§ WHAT TO DO: If a line of the records holds the word "localhost", copy it out.

Saved entries
= = =

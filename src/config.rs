//! Client configuration, environment-driven with sensible defaults.

use std::path::PathBuf;
use std::time::Duration;

pub const DEFAULT_API_URL: &str = "http://localhost:8080/api";
pub const DEFAULT_STORAGE_DIR: &str = ".crm-session";
const DEFAULT_TIMEOUT_SECS: u64 = 30;

#[derive(Debug, Clone)]
pub struct ClientConfig {
    /// Base URL including the API prefix, e.g. `http://localhost:8080/api`.
    pub api_url: String,
    /// Directory holding the persisted session slots.
    pub storage_dir: PathBuf,
    pub timeout: Duration,
}

impl Default for ClientConfig {
    fn default() -> Self {
        Self {
            api_url: DEFAULT_API_URL.to_string(),
            storage_dir: PathBuf::from(DEFAULT_STORAGE_DIR),
            timeout: Duration::from_secs(DEFAULT_TIMEOUT_SECS),
        }
    }
}

impl ClientConfig {
    /// Read `CRM_API_URL`, `CRM_STORAGE_DIR` and `CRM_HTTP_TIMEOUT_SECS`,
    /// falling back to the defaults for anything unset or unparsable.
    pub fn from_env() -> Self {
        let api_url = std::env::var("CRM_API_URL").unwrap_or_else(|_| DEFAULT_API_URL.to_string());
        let storage_dir = std::env::var("CRM_STORAGE_DIR")
            .map(PathBuf::from)
            .unwrap_or_else(|_| PathBuf::from(DEFAULT_STORAGE_DIR));
        let timeout_secs = std::env::var("CRM_HTTP_TIMEOUT_SECS")
            .ok()
            .and_then(|v| v.parse::<u64>().ok())
            .unwrap_or(DEFAULT_TIMEOUT_SECS);
        Self { api_url, storage_dir, timeout: Duration::from_secs(timeout_secs) }
    }

    pub fn with_api_url<S: Into<String>>(mut self, url: S) -> Self {
        self.api_url = url.into();
        self
    }
}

= = =

§ EXERCISE RESULT:
pub const DEFAULT_API_URL: &str = "http://localhost:8080/api";
    /// Base URL including the API prefix, e.g. `http://localhost:8080/api`.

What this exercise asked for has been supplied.